BACKGROUND: The COVID-19 pandemic has had significant effects on anatomy education. During the pandemic, students have had no access to cadavers, which has been the principal method of learning anatomy. We created and tested a customized congenital heart disease e-learning course for medical students that contained interactive 3D models of anonymized pediatric congenital heart defects. OBJECTIVE: The aim of this study is to assess whether a multimodal e-learning course contributed to learning outcomes in a cohort of first-year undergraduate medical students studying congenital heart diseases. The secondary aim is to assess student attitudes and experiences associated with multimodal e-learning.

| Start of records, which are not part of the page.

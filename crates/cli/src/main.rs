use std::process::ExitCode;

use clap::Parser;
use evalbridge_cli::{cli::Cli, commands, logging};

#[tokio::main]
async fn main() -> ExitCode {
	let cli = Cli::parse();
	if let Err(err) = logging::init_logging(cli.verbose, cli.log_file().map(|path| path.as_path())) {
		eprintln!("error: {err:#}");
		return ExitCode::FAILURE;
	}

	match commands::dispatch(cli).await {
		Ok(true) => ExitCode::SUCCESS,
		Ok(false) => ExitCode::FAILURE,
		Err(err) => {
			eprintln!("error: {err}");
			ExitCode::FAILURE
		}
	}
}
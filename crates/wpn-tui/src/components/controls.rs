//! Controls row — `Filter:` label, the filter input and a `[ Refresh ]` button.
//!
//! Focusing this component opens the filter; every edit becomes a
//! `FilterChanged` action.  The button only reacts to mouse clicks.

use ratatui::crossterm::event::{KeyEvent, MouseButton, MouseEvent, MouseEventKind};
use ratatui::{
    layout::{Constraint, Direction, Layout, Rect},
    style::{Modifier, Style},
    text::Span,
    widgets::Paragraph,
    Frame,
};

use crate::action::Action;
use crate::app_state::AppState;
use crate::component::{hit, Component};
use crate::theme::{C_BUTTON_BG, C_MUTED, C_PRIMARY, C_SECONDARY};
use crate::widgets::filter_input::{FilterAction, FilterInput};

const LABEL: &str = " Filter: ";
const BUTTON: &str = "[ Refresh ]";

/// Sub-areas of the controls row.
struct ControlsLayout {
    label: Rect,
    input: Rect,
    button: Rect,
}

fn split(area: Rect) -> ControlsLayout {
    let row = Rect {
        height: area.height.min(1),
        ..area
    };
    let cols = Layout::default()
        .direction(Direction::Horizontal)
        .constraints([
            Constraint::Length(LABEL.len() as u16),
            Constraint::Fill(1),
            Constraint::Length(1),
            Constraint::Length(BUTTON.len() as u16),
            Constraint::Length(1),
        ])
        .split(row);
    ControlsLayout {
        label: cols[0],
        input: cols[1],
        button: cols[3],
    }
}

pub struct Controls {
    filter: FilterInput,
}

impl Controls {
    pub fn new() -> Self {
        Self {
            filter: FilterInput::default(),
        }
    }

    #[cfg(test)]
    pub fn filter_text(&self) -> &str {
        self.filter.text()
    }
}

impl Default for Controls {
    fn default() -> Self {
        Self::new()
    }
}

impl Component for Controls {
    fn handle_key(&mut self, key: KeyEvent, _state: &AppState) -> Vec<Action> {
        if !self.filter.is_active() {
            return vec![];
        }
        match self.filter.handle_key(key) {
            FilterAction::Changed(text) => vec![Action::FilterChanged(text)],
            FilterAction::Confirmed | FilterAction::Cancelled => vec![Action::CloseFilter],
            FilterAction::None => vec![],
        }
    }

    fn handle_mouse(&mut self, event: MouseEvent, area: Rect, _state: &AppState) -> Vec<Action> {
        if event.kind != MouseEventKind::Down(MouseButton::Left) {
            return vec![];
        }
        let layout = split(area);
        if hit(layout.button, event.column, event.row) {
            return vec![Action::Refresh];
        }
        if hit(layout.input, event.column, event.row) || hit(layout.label, event.column, event.row)
        {
            return vec![Action::OpenFilter];
        }
        vec![]
    }

    fn on_action(&mut self, action: &Action, _state: &AppState) -> Vec<Action> {
        match action {
            Action::OpenFilter => self.filter.activate(),
            Action::CloseFilter => self.filter.deactivate(),
            _ => {}
        }
        vec![]
    }

    fn draw(&mut self, frame: &mut Frame, area: Rect, focused: bool, state: &AppState) {
        let layout = split(area);
        let label_style = if focused {
            Style::default().fg(C_PRIMARY).add_modifier(Modifier::BOLD)
        } else {
            Style::default().fg(C_SECONDARY)
        };
        frame.render_widget(Paragraph::new(Span::styled(LABEL, label_style)), layout.label);
        self.filter.draw(frame, layout.input);

        let button_style = if state.session.is_refreshing() {
            Style::default().fg(C_MUTED).bg(C_BUTTON_BG)
        } else {
            Style::default()
                .fg(C_PRIMARY)
                .bg(C_BUTTON_BG)
                .add_modifier(Modifier::BOLD)
        };
        frame.render_widget(Paragraph::new(Span::styled(BUTTON, button_style)), layout.button);
    }
}
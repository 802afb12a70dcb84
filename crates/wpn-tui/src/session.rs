//! Session — the single owner of the snapshot and the filter text.
//!
//! Two transitions change what is on screen:
//!
//! - **Refresh**: a new snapshot replaces the old one wholesale.  A failed
//!   fetch leaves every field untouched.
//! - **Filter change**: the filter text is replaced and the cards are rebuilt
//!   from the cached snapshot.  Nothing is fetched.
//!
//! Both rebuild the visible list and all cards from scratch.
//!
//! Fetches may run on a background task.  `begin_refresh` hands out a ticket
//! and `finish_refresh` applies the result; a result whose ticket is older than
//! the newest applied one is dropped, so the last request wins.

use chrono::{DateTime, Local};
use tracing::{debug, info, warn};
use wpn_proto::{ProviderError, Snapshot};

use crate::card::{render_card, Card};
use crate::filter::{compute_visible, VisibleEntry};

#[derive(Debug, Clone, Copy, PartialEq, Eq, PartialOrd, Ord)]
pub struct RefreshTicket(u64);

#[derive(Debug, Clone, Copy, PartialEq, Eq)]
pub enum RefreshOutcome {
    Applied { channels: usize, usable: usize },
    /// A newer refresh was already applied; this result was discarded.
    Superseded,
}

pub struct Session {
    snapshot: Snapshot,
    filter_text: String,
    visible: Vec<VisibleEntry>,
    cards: Vec<Card>,
    next_ticket: u64,
    applied_ticket: Option<RefreshTicket>,
    in_flight: usize,
    last_refreshed: Option<DateTime<Local>>,
}

impl Session {
    pub fn new() -> Self {
        Self {
            snapshot: Snapshot::new(),
            filter_text: String::new(),
            visible: Vec::new(),
            cards: Vec::new(),
            next_ticket: 0,
            applied_ticket: None,
            in_flight: 0,
            last_refreshed: None,
        }
    }

    // ── Transitions ──────────────────────────────────────────────────────────

    /// Fetch from `provider` and apply the result in one step.
    #[cfg(test)]
    pub async fn refresh<P: wpn_proto::SnapshotProvider>(
        &mut self,
        provider: &P,
    ) -> Result<RefreshOutcome, ProviderError> {
        let ticket = self.begin_refresh();
        let result = provider.fetch().await;
        self.finish_refresh(ticket, result)
    }

    pub fn begin_refresh(&mut self) -> RefreshTicket {
        self.next_ticket += 1;
        self.in_flight += 1;
        RefreshTicket(self.next_ticket)
    }

    /// Apply a fetch result.  On error nothing changes and the error is
    /// handed back to the caller.
    pub fn finish_refresh(
        &mut self,
        ticket: RefreshTicket,
        result: Result<Snapshot, ProviderError>,
    ) -> Result<RefreshOutcome, ProviderError> {
        self.in_flight = self.in_flight.saturating_sub(1);

        if self.applied_ticket.is_some_and(|applied| ticket < applied) {
            debug!("refresh {:?} superseded by {:?}", ticket, self.applied_ticket);
            return Ok(RefreshOutcome::Superseded);
        }

        let snapshot = match result {
            Ok(snapshot) => snapshot,
            Err(e) => {
                warn!("refresh {:?} failed, keeping previous snapshot: {}", ticket, e);
                return Err(e);
            }
        };

        let channels = snapshot.len();
        let usable = snapshot.usable_count();
        self.snapshot = snapshot;
        self.applied_ticket = Some(ticket);
        self.last_refreshed = Some(Local::now());
        self.recompute();
        info!(
            "refresh {:?} applied: {} channels ({} usable), {} visible",
            ticket,
            channels,
            usable,
            self.visible.len()
        );
        Ok(RefreshOutcome::Applied { channels, usable })
    }

    pub fn set_filter_text(&mut self, text: &str) {
        if text == self.filter_text {
            return;
        }
        self.filter_text = text.to_string();
        self.recompute();
        debug!(
            "filter {:?}: {} of {} channels visible",
            self.filter_text,
            self.visible.len(),
            self.snapshot.len()
        );
    }

    fn recompute(&mut self) {
        self.visible = compute_visible(&self.snapshot, &self.filter_text);
        self.cards = self.visible.iter().map(render_card).collect();
    }

    // ── Accessors ────────────────────────────────────────────────────────────

    pub fn snapshot(&self) -> &Snapshot {
        &self.snapshot
    }

    pub fn filter_text(&self) -> &str {
        &self.filter_text
    }

    pub fn visible(&self) -> &[VisibleEntry] {
        &self.visible
    }

    pub fn cards(&self) -> &[Card] {
        &self.cards
    }

    pub fn is_refreshing(&self) -> bool {
        self.in_flight > 0
    }

    pub fn last_refreshed(&self) -> Option<DateTime<Local>> {
        self.last_refreshed
    }
}

impl Default for Session {
    fn default() -> Self {
        Self::new()
    }
}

METHODS: The pre-post study design involved 290 first-year undergraduate medical students. Recruitment was conducted by course instructors. Data were collected before and after using the course. The primary outcome was knowledge acquisition (test scores). The secondary outcomes included attitudes and experiences, time to complete the modules, and browser metadata. RESULTS: A total of 141 students were included in the final analysis. Students' knowledge significantly improved by an average of 44.6% (63/141) when using the course (SD 1.7%; Z=-10.287; P<.001). Most students (108/122, 88.3%) were highly motivated to learn with the course, and most (114/122, 93.5%) reported positive experiences with the course. There was a strong correlation between attitudes and experiences, which was statistically significant (rs=0.687; P<.001; n=122). No relationships were found between the change in test scores and attitudes (P=.70) or experiences (P=.47). Students most frequently completed the e-learning course with Chrome (109/141, 77.3%) and on Apple macOS (86/141, 61%) or Windows 10 (52/141, 36.9%). Most students (117/141, 83%) had devices with high-definition screens. Most students (83/141, 58.9%) completed the course in <3 hours. CONCLUSIONS: Multimodal e-learning could be a viable solution in improving learning outcomes and experiences for undergraduate medical students who do not have access to cadavers. Future research should focus on validating long-term learning outcomes.